Mas você precisa de um cuidado redobrado para não se empolgar diante dessa possibilidade e acabar caindo no excesso de descrição que já mencionou várias vezes aqui no podcast. Em especial no episódio 07 em que a gente gravou junto com Eric Novello sobre construções de universo.

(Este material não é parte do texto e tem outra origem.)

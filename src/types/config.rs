use crate::error::CropwiseError;
use crate::types::signals::{LandUseSignal, Provenance};
use serde::Deserialize;
use std::path::PathBuf;

pub const DEFAULT_DATA_DIR: &str = "Data-raw";
pub const DEFAULT_TOP_K: usize = 4;
pub const DEFAULT_PH: f64 = 6.5;
pub const DEFAULT_CACHE_TTL_SECS: u32 = 300;

#[derive(Debug, Clone, Default, Deserialize)]
pub struct CropwiseConfig {
    pub data: Option<DataConfig>,
    pub advisor: Option<AdvisorConfig>,
    pub weather: Option<WeatherConfig>,
    pub landuse: Option<LandUseConfig>,
}

#[derive(Debug, Clone, Deserialize)]
pub struct DataConfig {
    pub dir: Option<PathBuf>,
}

#[derive(Debug, Clone, Deserialize)]
pub struct AdvisorConfig {
    pub top_k: Option<usize>,
    pub default_ph: Option<f64>,
}

#[derive(Debug, Clone, Deserialize)]
pub struct WeatherConfig {
    #[serde(default = "default_weather_enabled")]
    pub enabled: bool,
    pub observations_file: Option<PathBuf>,
    pub cache_ttl_secs: Option<u32>,
}

fn default_weather_enabled() -> bool {
    true
}

/// Overrides for the placeholder land-cover percentages used when no live
/// land-use signal is supplied.
#[derive(Debug, Clone, Deserialize)]
pub struct LandUseConfig {
    pub agriculture: Option<f64>,
    pub forest: Option<f64>,
    pub water: Option<f64>,
    pub barren: Option<f64>,
}

impl CropwiseConfig {
    pub fn data_dir(&self) -> PathBuf {
        self.data
            .as_ref()
            .and_then(|data| data.dir.clone())
            .unwrap_or_else(|| PathBuf::from(DEFAULT_DATA_DIR))
    }

    pub fn top_k(&self) -> usize {
        self.advisor
            .as_ref()
            .and_then(|advisor| advisor.top_k)
            .unwrap_or(DEFAULT_TOP_K)
    }

    pub fn default_ph(&self) -> f64 {
        self.advisor
            .as_ref()
            .and_then(|advisor| advisor.default_ph)
            .unwrap_or(DEFAULT_PH)
    }

    pub fn weather_enabled(&self) -> bool {
        self.weather
            .as_ref()
            .map(|weather| weather.enabled)
            .unwrap_or(true)
    }

    pub fn observations_file(&self) -> Option<PathBuf> {
        self.weather
            .as_ref()
            .and_then(|weather| weather.observations_file.clone())
    }

    pub fn cache_ttl_secs(&self) -> u32 {
        self.weather
            .as_ref()
            .and_then(|weather| weather.cache_ttl_secs)
            .unwrap_or(DEFAULT_CACHE_TTL_SECS)
    }

    /// Placeholder land-use signal: pre-calculated national averages, with
    /// any configured overrides applied. Always tagged `optimized`.
    pub fn placeholder_land_use(&self) -> LandUseSignal {
        let overrides = self.landuse.as_ref();
        LandUseSignal {
            agriculture: overrides.and_then(|cfg| cfg.agriculture).unwrap_or(50.0),
            forest: overrides.and_then(|cfg| cfg.forest).unwrap_or(20.0),
            water: overrides.and_then(|cfg| cfg.water).unwrap_or(10.0),
            barren: overrides.and_then(|cfg| cfg.barren).unwrap_or(20.0),
            provenance: Provenance::Optimized,
        }
    }

    pub fn validate(&self) -> Result<(), CropwiseError> {
        if let Some(advisor) = &self.advisor {
            if advisor.top_k == Some(0) {
                return Err(CropwiseError::ConfigParse(
                    "advisor.top_k must be greater than 0".to_string(),
                ));
            }
            if let Some(ph) = advisor.default_ph {
                if !(0.0..=14.0).contains(&ph) {
                    return Err(CropwiseError::ConfigParse(
                        "advisor.default_ph must be between 0.0 and 14.0".to_string(),
                    ));
                }
            }
        }

        if let Some(weather) = &self.weather {
            if weather.cache_ttl_secs == Some(0) {
                return Err(CropwiseError::ConfigParse(
                    "weather.cache_ttl_secs must be greater than 0".to_string(),
                ));
            }
        }

        if let Some(landuse) = &self.landuse {
            for (key, value) in [
                ("agriculture", landuse.agriculture),
                ("forest", landuse.forest),
                ("water", landuse.water),
                ("barren", landuse.barren),
            ] {
                if let Some(pct) = value {
                    if !(0.0..=100.0).contains(&pct) {
                        return Err(CropwiseError::ConfigParse(format!(
                            "landuse.{key} must be between 0.0 and 100.0"
                        )));
                    }
                }
            }
        }

        Ok(())
    }
}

Outro ponto positivo da narrativa em terceira pessoa é a neutralidade da narrativa, na verdade, quando eu fui dar um título para este tópico eu fiquei em dúvida, mas acho que a neutralidade narrativa é boa, vou tentar explicar aqui, porque eu quero falar sobre a possibilidade de que a terceira pessoa te dá de você usar uma narrativa bem seca, bem simples no sumário para então destacar não só a sua história, que está acontecendo, vamos dizer assim, por trás da narrativa, como também destacar as vozes de seus personagens através do diálogo. Assim, na minha opinião um autor que faz isso bem é o Brandon Sanderson que tem uma narrativa super simples, tão simples quanto possível, ele não tem nenhuma firula.

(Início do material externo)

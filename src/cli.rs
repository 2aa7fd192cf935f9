use clap::{Args, Parser, Subcommand, ValueEnum};
use std::path::PathBuf;

#[derive(Parser)]
#[command(
    name = "cropwise",
    version,
    about = "Crop suitability scoring and fertilizer advisory CLI"
)]
pub struct Cli {
    /// Increase verbosity (-v for info, -vv for debug)
    #[arg(short, long, action = clap::ArgAction::Count, global = true)]
    pub verbose: u8,

    /// Suppress all output except errors
    #[arg(short, long, global = true, conflicts_with = "verbose")]
    pub quiet: bool,

    #[command(subcommand)]
    pub command: Commands,
}

#[derive(Subcommand)]
pub enum Commands {
    /// Rank crops for a field and attach yield, profit, and fertilizer advice
    Suggest(SuggestCommand),
    /// Fertilizer amounts for one crop, adjusted for soil and pH
    Fertilizer(FertilizerCommand),
    /// Rebuild the merged reference datasets from the raw files
    Reprocess(ReprocessCommand),
}

#[derive(Clone, Copy, Debug, ValueEnum)]
pub enum ReportFormat {
    Json,
    Md,
}

#[derive(Args)]
pub struct SuggestCommand {
    /// Field soil type, e.g. loamy, sandy, clay
    #[arg(long)]
    pub soil: String,

    /// Water availability: low, medium, or high
    #[arg(long)]
    pub water: String,

    /// Free-text field location, e.g. "Ludhiana, Punjab"
    #[arg(long)]
    pub location: String,

    /// Comma-separated crops grown recently on this field
    #[arg(long, default_value = "")]
    pub past_crops: String,

    /// Soil pH used for fertilizer adjustment
    #[arg(long)]
    pub ph: Option<f64>,

    /// Number of crops to recommend
    #[arg(long)]
    pub top: Option<usize>,

    /// Seed for the yield/profit perturbation, for reproducible output
    #[arg(long)]
    pub seed: Option<u64>,

    /// JSON file with a current weather observation
    #[arg(long)]
    pub weather_file: Option<PathBuf>,

    /// JSON file with live land-cover percentages
    #[arg(long)]
    pub land_use_file: Option<PathBuf>,

    /// JSON file with a laboratory soil sample
    #[arg(long)]
    pub soil_sample_file: Option<PathBuf>,

    /// Directory holding the reference datasets
    #[arg(long)]
    pub data_dir: Option<PathBuf>,

    #[arg(short, long, value_enum, default_value = "json")]
    pub format: ReportFormat,
}

#[derive(Args)]
pub struct FertilizerCommand {
    /// Crop to advise on
    #[arg(long)]
    pub crop: String,

    /// Field soil type
    #[arg(long)]
    pub soil: String,

    /// Soil pH
    #[arg(long)]
    pub ph: Option<f64>,

    /// Directory holding the reference datasets
    #[arg(long)]
    pub data_dir: Option<PathBuf>,

    #[arg(short, long, value_enum, default_value = "json")]
    pub format: ReportFormat,
}

#[derive(Args)]
pub struct ReprocessCommand {
    /// Directory holding the reference datasets
    #[arg(long)]
    pub data_dir: Option<PathBuf>,
}
// Integration tests for the cropwise CLI.
//
// These tests use assert_cmd to invoke the binary and verify
// exit codes, stdout/stderr output, and side effects.
//
// Prerequisites: tempfile, assert_cmd, predicates (dev-dependencies).

use assert_cmd::Command;
use predicates::prelude::*;

/// Helper to build a Command for the cropwise binary.
fn cropwise() -> Command {
    Command::cargo_bin("cropwise").expect("binary should exist")
}

#[test]
fn cli_version_flag() {
    cropwise()
        .arg("--version")
        .assert()
        .success()
        .stdout(predicate::str::contains("cropwise"));
}

#[test]
fn cli_help_flag() {
    cropwise()
        .arg("--help")
        .assert()
        .success()
        .stdout(predicate::str::contains("Crop suitability scoring"));
}

#[test]
fn suggest_requires_field_arguments() {
    cropwise()
        .arg("suggest")
        .assert()
        .failure()
        .stderr(predicate::str::contains("required"));
}

#[test]
fn fertilizer_requires_crop_and_soil() {
    cropwise()
        .args(["fertilizer", "--crop", "Rice"])
        .assert()
        .failure()
        .stderr(predicate::str::contains("required"));
}

#[test]
fn verbose_and_quiet_are_mutually_exclusive() {
    cropwise()
        .args(["-v", "-q", "reprocess"])
        .assert()
        .failure()
        .stderr(predicate::str::contains("cannot be used with"));
}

Não que ela seja melhor ou pior que uma narrativa mais rebuscada, mas em Mistborn, por exemplo, ela traz muitos benefícios, depois que eu li o livro eu pensei nisso. Porque assim, a construção do mundo e do sistema de magia, que tem na série é muito complexa e a gente tem muitos personagens, é uma gangue de personagens, cada um com uma personalidade bem definida. Então, o peso do livro que se concentra nesses dois pontos, personagens e no background relativo a construção do Universo e do sistema de magia, é amenizado por causa dessa narrativa mais simples e mais corrida. Apesar de ser um livro que poderia ser pesadão, cheio de informação e meio tenso, ele super acessível. Eu peguei o livro, um tijolão, e eu li super rápido. Então em primeira pessoa, talvez a voz do personagem narrador pudesse atrapalhar essa apresentação da criação do mundo e apresentação dos personagens, porque ela já traz a voz bem usada, claro que um personagem pode ter uma voz em que ele é muito seco, mas isso é um caso específico. Em geral o personagem vai ter uma voz e essa voz ela pode acabar infiltrando na história e causando meio que ruídos, né.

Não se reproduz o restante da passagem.